*SOURCE DATA*.
== Segment start ==

//! Embedding providers backed by configuration.
//!
//! - **[`DisabledEmbedder`]** returns errors; used when `embedding.provider = "disabled"`.
//! - **[`OpenAiEmbedder`]** calls the OpenAI embeddings API in batches of
//!   `embedding.batch_size`, with the retry policy of [`OpenAiClient`].
//!
//! Use [`create_embedder`] to pick one from [`EmbeddingConfig`].

use anyhow::{anyhow, bail, Result};
use async_trait::async_trait;
use std::sync::Arc;
use tracing::debug;

use wellness_rag_core::embedding::EmbeddingProvider;

use crate::config::EmbeddingConfig;
use crate::openai::OpenAiClient;

/// Placeholder provider that refuses to embed.
pub struct DisabledEmbedder;

#[async_trait]
impl EmbeddingProvider for DisabledEmbedder {
    fn model_name(&self) -> &str {
        "disabled"
    }

    fn dims(&self) -> usize {
        0
    }

    async fn embed_batch(&self, _texts: &[String]) -> Result<Vec<Vec<f32>>> {
        bail!("Embedding provider is disabled. Set [embedding] provider = \"openai\" in config.")
    }
}

pub struct OpenAiEmbedder {
    client: OpenAiClient,
    model: String,
    dims: usize,
    batch_size: usize,
}

impl OpenAiEmbedder {
    pub fn new(config: &EmbeddingConfig) -> Result<Self> {
        let client =
            OpenAiClient::from_env(&config.api_base, config.timeout_secs, config.max_retries)?;
        Ok(Self {
            client,
            model: config.model.clone(),
            dims: config.dims,
            batch_size: config.batch_size.max(1),
        })
    }

    fn request_body(&self, texts: &[String]) -> serde_json::Value {
        let mut body = serde_json::json!({
            "model": self.model,
            "input": texts,
        });
        // Only the v3 models accept a custom dimension count
        if self.model.starts_with("text-embedding-3") {
            body["dimensions"] = serde_json::json!(self.dims);
        }
        body
    }
}

#[async_trait]
impl EmbeddingProvider for OpenAiEmbedder {
    fn model_name(&self) -> &str {
        &self.model
    }

    fn dims(&self) -> usize {
        self.dims
    }

    async fn embed_batch(&self, texts: &[String]) -> Result<Vec<Vec<f32>>> {
        let mut vectors = Vec::with_capacity(texts.len());
        for batch in texts.chunks(self.batch_size) {
            debug!(batch = batch.len(), model = %self.model, "requesting embeddings");
            let response = self
                .client
                .post_json("embeddings", &self.request_body(batch))
                .await?;
            vectors.extend(parse_embeddings_response(&response, batch.len(), self.dims)?);
        }
        Ok(vectors)
    }
}

/// Pull vectors out of an embeddings response, ordered by each item's `index`.
pub fn parse_embeddings_response(
    response: &serde_json::Value,
    expected: usize,
    dims: usize,
) -> Result<Vec<Vec<f32>>> {
    let data = response["data"]
        .as_array()
        .ok_or_else(|| anyhow!("Invalid embeddings response: missing data array"))?;

    let mut indexed = Vec::with_capacity(data.len());
    for (pos, item) in data.iter().enumerate() {
        let index = item["index"].as_u64().map_or(pos, |i| i as usize);
        let values = item["embedding"]
            .as_array()
            .ok_or_else(|| anyhow!("Invalid embeddings response: item {} has no embedding", pos))?;
        let vector: Vec<f32> = values
            .iter()
            .map(|v| v.as_f64().map(|f| f as f32))
            .collect::<Option<_>>()
            .ok_or_else(|| anyhow!("Invalid embeddings response: non-numeric value in item {}", pos))?;
        if dims > 0 && vector.len() != dims {
            bail!(
                "Embedding dimension mismatch: expected {}, got {}",
                dims,
                vector.len()
            );
        }
        indexed.push((index, vector));
    }

    if indexed.len() != expected {
        bail!(
            "Embedding count mismatch: expected {}, got {}",
            expected,
            indexed.len()
        );
    }

    indexed.sort_by_key(|(index, _)| *index);
    Ok(indexed.into_iter().map(|(_, v)| v).collect())
}

/// Create the embedding provider named by `config.provider`.
pub fn create_embedder(config: &EmbeddingConfig) -> Result<Arc<dyn EmbeddingProvider>> {
    match config.provider.as_str() {
        "disabled" => Ok(Arc::new(DisabledEmbedder)),
        "openai" => Ok(Arc::new(OpenAiEmbedder::new(config)?)),
        other => bail!("Unknown embedding provider: {}", other),
    }
}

== Segment end ==

*YOUR ASSIGNMENT*. If a line of the entries holds the word "indexed", copy it out.

*SOLUTION FOR THIS EXERCISE*.
    let mut indexed = Vec::with_capacity(data.len());
        indexed.push((index, vector));
    if indexed.len() != expected {
            indexed.len()
    indexed.sort_by_key(|(index, _)| *index);
    Ok(indexed.into_iter().map(|(_, v)| v).collect())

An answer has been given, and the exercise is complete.